_YOUR INSTRUCTIONS:_
Wherever the string "pair" shows up in the records below, return that line.
-- Opening Marker --
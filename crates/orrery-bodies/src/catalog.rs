//! The built-in body catalog: the default solar system spawned at startup.
//!
//! Distances are display units (100 per AU), radii are display units,
//! tilts are degrees, and speed scales are radians per reference frame.
//! Orbit speeds derive from the body's period so one Earth year takes the
//! same wall-clock time at every display rate.

/// Base orbital speed: radians per reference frame for a one-year period.
pub const ORBIT_SPEED_BASE: f64 = 0.01;

/// How far an atmosphere shell sits above its planet's surface.
pub const ATMOSPHERE_SHELL_MARGIN: f64 = 0.1;

/// A planetary ring, drawn as a flat annulus around the planet.
#[derive(Clone, Copy, Debug)]
pub struct RingSpec {
    pub inner_radius: f64,
    pub outer_radius: f64,
    pub texture: &'static str,
}

/// A translucent haze shell around a planet. Pickable; hits resolve to the
/// owning planet.
#[derive(Clone, Copy, Debug)]
pub struct AtmosphereSpec {
    pub texture: &'static str,
    /// The haze rotates independently of the surface underneath.
    pub spin_step: f64,
}

/// One moon on a circular orbit around its planet.
#[derive(Clone, Copy, Debug)]
pub struct MoonSpec {
    pub name: &'static str,
    /// Sphere radius when no mesh is given; ignored for mesh moons.
    pub radius: f64,
    pub orbit_radius: f64,
    /// Phase advance in radians per millisecond of wall-clock time.
    pub orbit_speed: f64,
    /// Tilt of the orbit plane in degrees.
    pub tilt_deg: f64,
    pub spin_step: f64,
    pub texture: Option<&'static str>,
    /// A model to load asynchronously; the moon attaches once it arrives.
    pub mesh: Option<&'static str>,
}

/// One planet of the built-in set.
#[derive(Clone, Copy, Debug)]
pub struct PlanetSpec {
    pub name: &'static str,
    pub radius: f64,
    /// Circular orbit radius in display units (semi-major axis × 100/AU).
    pub orbit_radius: f64,
    pub period_years: f64,
    pub axial_tilt_deg: f64,
    pub spin_step: f64,
    /// Camera distance when this body is selected.
    pub view_offset: f64,
    pub texture: &'static str,
    pub ring: Option<RingSpec>,
    pub atmosphere: Option<AtmosphereSpec>,
    pub moons: &'static [MoonSpec],
}

impl PlanetSpec {
    /// Orbit phase advance per reference frame at multiplier 1.
    pub fn orbit_speed_scale(&self) -> f64 {
        ORBIT_SPEED_BASE / self.period_years
    }
}

/// The central star.
#[derive(Clone, Copy, Debug)]
pub struct SunSpec {
    pub radius: f64,
    pub spin_step: f64,
    pub view_offset: f64,
    pub texture: &'static str,
}

/// One deterministic rock belt.
#[derive(Clone, Copy, Debug)]
pub struct BeltSpec {
    pub label: &'static str,
    pub seed: u64,
    pub rock_count: u32,
    pub inner_radius: f64,
    pub outer_radius: f64,
}

pub const SUN: SunSpec = SunSpec {
    radius: 697.0 / 40.0,
    spin_step: 0.001,
    view_offset: 40.0,
    texture: "images/sun.jpg",
};

const EARTH_MOONS: [MoonSpec; 1] = [MoonSpec {
    name: "Moon",
    radius: 1.6,
    orbit_radius: 10.0,
    orbit_speed: 0.001,
    tilt_deg: 5.0,
    spin_step: 0.01,
    texture: Some("images/moon.jpg"),
    mesh: None,
}];

const MARS_MOONS: [MoonSpec; 2] = [
    MoonSpec {
        name: "Phobos",
        radius: 1.0,
        orbit_radius: 5.0,
        orbit_speed: 0.002,
        tilt_deg: 0.0,
        spin_step: 0.001,
        texture: None,
        mesh: Some("models/phobos.glb"),
    },
    MoonSpec {
        name: "Deimos",
        radius: 1.0,
        orbit_radius: 9.0,
        orbit_speed: 0.0005,
        tilt_deg: 0.0,
        spin_step: 0.001,
        texture: None,
        mesh: Some("models/deimos.glb"),
    },
];

const JUPITER_MOONS: [MoonSpec; 4] = [
    MoonSpec {
        name: "Io",
        radius: 1.8,
        orbit_radius: 20.0,
        orbit_speed: 0.0005,
        tilt_deg: 0.0,
        spin_step: 0.01,
        texture: None,
        mesh: None,
    },
    MoonSpec {
        name: "Europa",
        radius: 1.6,
        orbit_radius: 24.0,
        orbit_speed: 0.00025,
        tilt_deg: 0.0,
        spin_step: 0.01,
        texture: None,
        mesh: None,
    },
    MoonSpec {
        name: "Ganymede",
        radius: 2.6,
        orbit_radius: 28.0,
        orbit_speed: 0.000125,
        tilt_deg: 0.0,
        spin_step: 0.01,
        texture: None,
        mesh: None,
    },
    MoonSpec {
        name: "Callisto",
        radius: 2.4,
        orbit_radius: 32.0,
        orbit_speed: 0.00006,
        tilt_deg: 0.0,
        spin_step: 0.01,
        texture: None,
        mesh: None,
    },
];

pub const PLANETS: [PlanetSpec; 9] = [
    PlanetSpec {
        name: "Mercury",
        radius: 2.4,
        orbit_radius: 100.0 * 0.387,
        period_years: 0.241,
        axial_tilt_deg: 0.0,
        spin_step: 0.001,
        view_offset: 10.0,
        texture: "images/mercury.jpg",
        ring: None,
        atmosphere: None,
        moons: &[],
    },
    PlanetSpec {
        name: "Venus",
        radius: 6.1,
        orbit_radius: 100.0 * 0.723,
        period_years: 0.615,
        axial_tilt_deg: 3.0,
        spin_step: 0.0005,
        view_offset: 25.0,
        texture: "images/venus.jpg",
        ring: None,
        atmosphere: Some(AtmosphereSpec {
            texture: "images/venus_atmosphere.jpg",
            spin_step: 0.0005,
        }),
        moons: &[],
    },
    PlanetSpec {
        name: "Earth",
        radius: 6.4,
        orbit_radius: 100.0,
        period_years: 1.0,
        axial_tilt_deg: 23.0,
        spin_step: 0.005,
        view_offset: 25.0,
        texture: "images/earth.jpg",
        ring: None,
        atmosphere: Some(AtmosphereSpec {
            texture: "images/earth_atmosphere.jpg",
            spin_step: 0.001,
        }),
        moons: &EARTH_MOONS,
    },
    PlanetSpec {
        name: "Mars",
        radius: 3.4,
        orbit_radius: 100.0 * 1.524,
        period_years: 1.881,
        axial_tilt_deg: 25.0,
        spin_step: 0.01,
        view_offset: 15.0,
        texture: "images/mars.jpg",
        ring: None,
        atmosphere: None,
        moons: &MARS_MOONS,
    },
    PlanetSpec {
        name: "Jupiter",
        radius: 69.0 / 4.0,
        orbit_radius: 100.0 * 5.203,
        period_years: 11.862,
        axial_tilt_deg: 3.0,
        spin_step: 0.005,
        view_offset: 50.0,
        texture: "images/jupiter.jpg",
        ring: None,
        atmosphere: None,
        moons: &JUPITER_MOONS,
    },
    PlanetSpec {
        name: "Saturn",
        radius: 58.0 / 4.0,
        orbit_radius: 100.0 * 9.537,
        period_years: 29.457,
        axial_tilt_deg: 26.0,
        spin_step: 0.01,
        view_offset: 50.0,
        texture: "images/saturn.jpg",
        ring: Some(RingSpec {
            inner_radius: 18.0,
            outer_radius: 29.0,
            texture: "images/saturn_ring.png",
        }),
        atmosphere: None,
        moons: &[],
    },
    PlanetSpec {
        name: "Uranus",
        radius: 25.0 / 4.0,
        orbit_radius: 100.0 * 19.191,
        period_years: 84.011,
        axial_tilt_deg: 82.0,
        spin_step: 0.005,
        view_offset: 25.0,
        texture: "images/uranus.jpg",
        ring: Some(RingSpec {
            inner_radius: 6.6,
            outer_radius: 10.0,
            texture: "images/uranus_ring.png",
        }),
        atmosphere: None,
        moons: &[],
    },
    PlanetSpec {
        name: "Neptune",
        radius: 24.0 / 4.0,
        orbit_radius: 100.0 * 30.069,
        period_years: 164.79,
        axial_tilt_deg: 28.0,
        spin_step: 0.005,
        view_offset: 20.0,
        texture: "images/neptune.jpg",
        ring: None,
        atmosphere: None,
        moons: &[],
    },
    PlanetSpec {
        name: "Pluto",
        radius: 1.0,
        orbit_radius: 100.0 * 39.069,
        period_years: 247.94,
        axial_tilt_deg: 57.0,
        spin_step: 0.001,
        view_offset: 10.0,
        texture: "images/pluto.jpg",
        ring: None,
        atmosphere: None,
        moons: &[],
    },
];

pub const BELTS: [BeltSpec; 2] = [
    BeltSpec {
        label: "main belt",
        seed: 7,
        rock_count: 1000,
        inner_radius: 210.0,
        outer_radius: 250.0,
    },
    BeltSpec {
        label: "kuiper belt",
        seed: 8,
        rock_count: 3000,
        inner_radius: 352.0,
        outer_radius: 370.0,
    },
];

#[cfg(test)]
mod tests {
    use super::*;
    use orrery_math::OrbitalElements;

    #[test]
    fn test_every_planet_yields_valid_elements() {
        for spec in &PLANETS {
            assert!(
                OrbitalElements::circular(spec.orbit_radius).is_ok(),
                "{} has an unusable orbit radius {}",
                spec.name,
                spec.orbit_radius
            );
            assert!(spec.period_years > 0.0, "{} period", spec.name);
            assert!(spec.radius > 0.0, "{} radius", spec.name);
            assert!(spec.view_offset > 0.0, "{} view offset", spec.name);
        }
    }

    #[test]
    fn test_planet_names_are_unique() {
        let mut names: Vec<&str> = PLANETS.iter().map(|p| p.name).collect();
        names.sort_unstable();
        names.dedup();
        assert_eq!(names.len(), PLANETS.len());
    }

    #[test]
    fn test_orbit_radii_increase_outward() {
        for pair in PLANETS.windows(2) {
            assert!(
                pair[0].orbit_radius < pair[1].orbit_radius,
                "{} should orbit inside {}",
                pair[0].name,
                pair[1].name
            );
        }
    }

    #[test]
    fn test_orbit_speed_falls_with_period() {
        let mercury = &PLANETS[0];
        let pluto = &PLANETS[8];
        assert!(mercury.orbit_speed_scale() > pluto.orbit_speed_scale());
        assert!((PLANETS[2].orbit_speed_scale() - ORBIT_SPEED_BASE).abs() < 1e-12);
    }

    #[test]
    fn test_decorations_sit_on_expected_planets() {
        let by_name = |name: &str| {
            PLANETS
                .iter()
                .find(|p| p.name == name)
                .unwrap_or_else(|| panic!("{name} missing from catalog"))
        };

        assert!(by_name("Saturn").ring.is_some());
        assert!(by_name("Uranus").ring.is_some());
        assert!(by_name("Venus").atmosphere.is_some());
        assert!(by_name("Earth").atmosphere.is_some());
        assert_eq!(by_name("Earth").moons.len(), 1);
        assert_eq!(by_name("Mars").moons.len(), 2);
        assert_eq!(by_name("Jupiter").moons.len(), 4);
        assert!(
            by_name("Mars").moons.iter().all(|m| m.mesh.is_some()),
            "Mars moons load from models"
        );
        assert!(by_name("Jupiter").moons.iter().all(|m| m.mesh.is_none()));
    }

    #[test]
    fn test_belt_bands_do_not_overlap_planets_inward() {
        for belt in &BELTS {
            assert!(belt.inner_radius < belt.outer_radius, "{}", belt.label);
            assert!(belt.rock_count > 0, "{}", belt.label);
        }
        assert_eq!(BELTS[0].rock_count, 1000);
        assert_eq!(BELTS[1].rock_count, 3000);
    }
}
-- Closing Marker --
_RESPONSE FOR THIS EXERCISE:_
        for pair in PLANETS.windows(2) {
                pair[0].orbit_radius < pair[1].orbit_radius,
                pair[0].name,
                pair[1].name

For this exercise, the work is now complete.